━━ STORED DATA
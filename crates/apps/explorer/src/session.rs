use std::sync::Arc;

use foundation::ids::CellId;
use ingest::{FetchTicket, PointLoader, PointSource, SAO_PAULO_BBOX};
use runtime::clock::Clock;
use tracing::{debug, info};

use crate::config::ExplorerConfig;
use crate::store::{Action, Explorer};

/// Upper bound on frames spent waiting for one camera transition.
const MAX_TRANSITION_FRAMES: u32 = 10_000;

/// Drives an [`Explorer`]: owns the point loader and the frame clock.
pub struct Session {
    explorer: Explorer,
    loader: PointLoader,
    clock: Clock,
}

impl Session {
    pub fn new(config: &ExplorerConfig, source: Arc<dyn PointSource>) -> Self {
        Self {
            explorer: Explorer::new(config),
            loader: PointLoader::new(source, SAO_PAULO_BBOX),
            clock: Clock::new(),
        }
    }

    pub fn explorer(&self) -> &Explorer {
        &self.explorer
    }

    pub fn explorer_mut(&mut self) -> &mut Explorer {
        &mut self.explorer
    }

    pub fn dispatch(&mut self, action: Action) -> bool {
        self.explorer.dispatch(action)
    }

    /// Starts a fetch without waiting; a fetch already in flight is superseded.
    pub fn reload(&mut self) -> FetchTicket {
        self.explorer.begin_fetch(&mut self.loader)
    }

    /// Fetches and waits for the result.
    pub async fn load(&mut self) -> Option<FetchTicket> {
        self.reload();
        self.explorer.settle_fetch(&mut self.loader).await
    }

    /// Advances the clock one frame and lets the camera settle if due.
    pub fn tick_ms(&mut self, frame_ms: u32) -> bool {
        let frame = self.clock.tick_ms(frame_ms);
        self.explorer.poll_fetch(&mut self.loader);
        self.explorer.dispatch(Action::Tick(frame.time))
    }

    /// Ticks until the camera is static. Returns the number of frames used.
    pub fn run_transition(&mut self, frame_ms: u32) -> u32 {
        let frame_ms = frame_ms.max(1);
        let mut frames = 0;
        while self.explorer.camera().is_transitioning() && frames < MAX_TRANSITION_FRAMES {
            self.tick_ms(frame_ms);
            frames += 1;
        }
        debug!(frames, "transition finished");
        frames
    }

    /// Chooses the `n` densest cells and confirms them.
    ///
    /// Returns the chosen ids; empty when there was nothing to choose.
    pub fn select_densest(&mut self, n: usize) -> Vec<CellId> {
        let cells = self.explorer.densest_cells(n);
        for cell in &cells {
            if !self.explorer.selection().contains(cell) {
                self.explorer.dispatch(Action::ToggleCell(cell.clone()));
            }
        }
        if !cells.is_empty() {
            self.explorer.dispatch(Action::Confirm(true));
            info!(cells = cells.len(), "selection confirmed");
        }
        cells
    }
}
━━━━
━━ STORED DATA
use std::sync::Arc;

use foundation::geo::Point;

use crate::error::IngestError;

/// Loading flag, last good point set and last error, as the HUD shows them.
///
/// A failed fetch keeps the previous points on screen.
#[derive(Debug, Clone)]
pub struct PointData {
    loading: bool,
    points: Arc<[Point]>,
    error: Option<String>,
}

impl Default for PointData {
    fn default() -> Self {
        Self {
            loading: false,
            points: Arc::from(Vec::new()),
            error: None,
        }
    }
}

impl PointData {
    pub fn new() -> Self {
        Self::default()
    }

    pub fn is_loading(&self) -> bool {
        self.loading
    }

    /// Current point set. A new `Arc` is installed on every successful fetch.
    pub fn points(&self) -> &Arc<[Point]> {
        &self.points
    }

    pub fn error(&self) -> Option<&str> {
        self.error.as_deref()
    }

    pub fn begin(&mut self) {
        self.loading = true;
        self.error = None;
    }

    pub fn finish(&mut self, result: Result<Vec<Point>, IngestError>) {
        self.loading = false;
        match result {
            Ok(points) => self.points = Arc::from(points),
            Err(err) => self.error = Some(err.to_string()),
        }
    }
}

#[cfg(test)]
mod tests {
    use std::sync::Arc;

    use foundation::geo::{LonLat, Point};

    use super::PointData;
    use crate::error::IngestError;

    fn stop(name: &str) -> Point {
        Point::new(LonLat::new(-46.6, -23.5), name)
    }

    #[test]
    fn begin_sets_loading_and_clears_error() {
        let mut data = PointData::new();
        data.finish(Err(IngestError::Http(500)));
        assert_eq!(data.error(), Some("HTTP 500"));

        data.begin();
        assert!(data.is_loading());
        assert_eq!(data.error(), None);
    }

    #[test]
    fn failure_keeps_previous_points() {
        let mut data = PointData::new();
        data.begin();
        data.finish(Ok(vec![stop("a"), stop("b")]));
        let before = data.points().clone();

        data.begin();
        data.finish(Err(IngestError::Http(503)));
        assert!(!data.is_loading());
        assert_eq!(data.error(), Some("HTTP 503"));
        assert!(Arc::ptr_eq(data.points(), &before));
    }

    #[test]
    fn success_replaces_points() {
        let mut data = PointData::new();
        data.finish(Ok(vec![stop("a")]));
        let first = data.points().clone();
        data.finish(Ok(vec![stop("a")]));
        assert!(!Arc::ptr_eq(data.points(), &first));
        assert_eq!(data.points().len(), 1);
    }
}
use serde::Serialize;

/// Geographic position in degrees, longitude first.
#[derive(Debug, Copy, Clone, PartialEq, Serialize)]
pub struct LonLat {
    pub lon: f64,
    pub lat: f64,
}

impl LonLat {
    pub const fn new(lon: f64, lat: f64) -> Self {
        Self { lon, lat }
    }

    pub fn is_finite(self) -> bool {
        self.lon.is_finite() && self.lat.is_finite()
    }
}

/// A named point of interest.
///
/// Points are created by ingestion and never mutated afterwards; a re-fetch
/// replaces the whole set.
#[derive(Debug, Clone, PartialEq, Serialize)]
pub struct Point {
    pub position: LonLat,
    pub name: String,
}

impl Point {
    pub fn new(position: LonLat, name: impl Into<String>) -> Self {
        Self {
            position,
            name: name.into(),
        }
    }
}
━━━━
> **WHAT THIS TASK INVOLVES**: Using the entries above, give back exactly the line containing "filename crates/apps/explorer/src/session.rs", the line containing "const MAX_TRANSITION_FRAMES: u32 = 10_000;", and every line between them, and nothing else.

> **RESULT**:
filename crates/apps/explorer/src/session.rs
use std::sync::Arc;

use foundation::ids::CellId;
use ingest::{FetchTicket, PointLoader, PointSource, SAO_PAULO_BBOX};
use runtime::clock::Clock;
use tracing::{debug, info};

use crate::config::ExplorerConfig;
use crate::store::{Action, Explorer};

/// Upper bound on frames spent waiting for one camera transition.
const MAX_TRANSITION_FRAMES: u32 = 10_000;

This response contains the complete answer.